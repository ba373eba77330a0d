//! Credential cookies: reading the presented pair, setting a fresh one and
//! clearing both.

use axum_extra::extract::cookie::{Cookie, CookieJar};

use crate::config::CookieConfig;
use crate::services::IssuedCredentials;

/// Raw credentials as presented by the caller. Empty cookie values count as
/// absent.
#[derive(Debug, Clone, Default)]
pub struct PresentedCredentials {
    pub access_token: Option<String>,
    pub refresh_token: Option<String>,
}

#[derive(Debug, Clone)]
pub struct CredentialCookies {
    config: CookieConfig,
    max_age: time::Duration,
}

impl CredentialCookies {
    /// Both cookies live as long as the refresh token, so an expired access
    /// token still reaches the gateway and can trigger a rotation.
    pub fn new(config: CookieConfig, refresh_token_ttl_seconds: i64) -> Self {
        Self {
            config,
            max_age: time::Duration::seconds(refresh_token_ttl_seconds),
        }
    }

    pub fn read(&self, jar: &CookieJar) -> PresentedCredentials {
        let value = |name: &str| {
            jar.get(name)
                .map(|c| c.value().to_string())
                .filter(|v| !v.is_empty())
        };

        PresentedCredentials {
            access_token: value(&self.config.access_name),
            refresh_token: value(&self.config.refresh_name),
        }
    }

    pub fn set(&self, jar: CookieJar, credentials: &IssuedCredentials) -> CookieJar {
        jar.add(self.cookie(&self.config.access_name, credentials.access_token.clone()))
            .add(self.cookie(&self.config.refresh_name, credentials.refresh_token.clone()))
    }

    pub fn clear(&self, jar: CookieJar) -> CookieJar {
        jar.add(self.removal(&self.config.access_name))
            .add(self.removal(&self.config.refresh_name))
    }

    fn cookie(&self, name: &str, value: String) -> Cookie<'static> {
        let mut cookie = Cookie::build((name.to_string(), value))
            .path("/")
            .http_only(true)
            .secure(self.config.secure)
            .same_site(self.config.same_site)
            .max_age(self.max_age)
            .build();
        if let Some(domain) = &self.config.domain {
            cookie.set_domain(domain.clone());
        }
        cookie
    }

    fn removal(&self, name: &str) -> Cookie<'static> {
        let mut cookie = self.cookie(name, String::new());
        cookie.make_removal();
        cookie
    }
}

──────────────────────────────

- **Exercise description**
Every entry must appear again in the answer, exactly as written.

- **Answer to the problem**
repository ba373eba77330a0d
//! Credential cookies: reading the presented pair, setting a fresh one and
//! clearing both.

use axum_extra::extract::cookie::{Cookie, CookieJar};

use crate::config::CookieConfig;
use crate::services::IssuedCredentials;

/// Raw credentials as presented by the caller. Empty cookie values count as
/// absent.
#[derive(Debug, Clone, Default)]
pub struct PresentedCredentials {
    pub access_token: Option<String>,
    pub refresh_token: Option<String>,
}

#[derive(Debug, Clone)]
pub struct CredentialCookies {
    config: CookieConfig,
    max_age: time::Duration,
}

impl CredentialCookies {
    /// Both cookies live as long as the refresh token, so an expired access
    /// token still reaches the gateway and can trigger a rotation.
    pub fn new(config: CookieConfig, refresh_token_ttl_seconds: i64) -> Self {
        Self {
            config,
            max_age: time::Duration::seconds(refresh_token_ttl_seconds),
        }
    }

    pub fn read(&self, jar: &CookieJar) -> PresentedCredentials {
        let value = |name: &str| {
            jar.get(name)
                .map(|c| c.value().to_string())
                .filter(|v| !v.is_empty())
        };

        PresentedCredentials {
            access_token: value(&self.config.access_name),
            refresh_token: value(&self.config.refresh_name),
        }
    }

    pub fn set(&self, jar: CookieJar, credentials: &IssuedCredentials) -> CookieJar {
        jar.add(self.cookie(&self.config.access_name, credentials.access_token.clone()))
            .add(self.cookie(&self.config.refresh_name, credentials.refresh_token.clone()))
    }

    pub fn clear(&self, jar: CookieJar) -> CookieJar {
        jar.add(self.removal(&self.config.access_name))
            .add(self.removal(&self.config.refresh_name))
    }

    fn cookie(&self, name: &str, value: String) -> Cookie<'static> {
        let mut cookie = Cookie::build((name.to_string(), value))
            .path("/")
            .http_only(true)
            .secure(self.config.secure)
            .same_site(self.config.same_site)
            .max_age(self.max_age)
            .build();
        if let Some(domain) = &self.config.domain {
            cookie.set_domain(domain.clone());
        }
        cookie
    }

    fn removal(&self, name: &str) -> Cookie<'static> {
        let mut cookie = self.cookie(name, String::new());
        cookie.make_removal();
        cookie
    }
}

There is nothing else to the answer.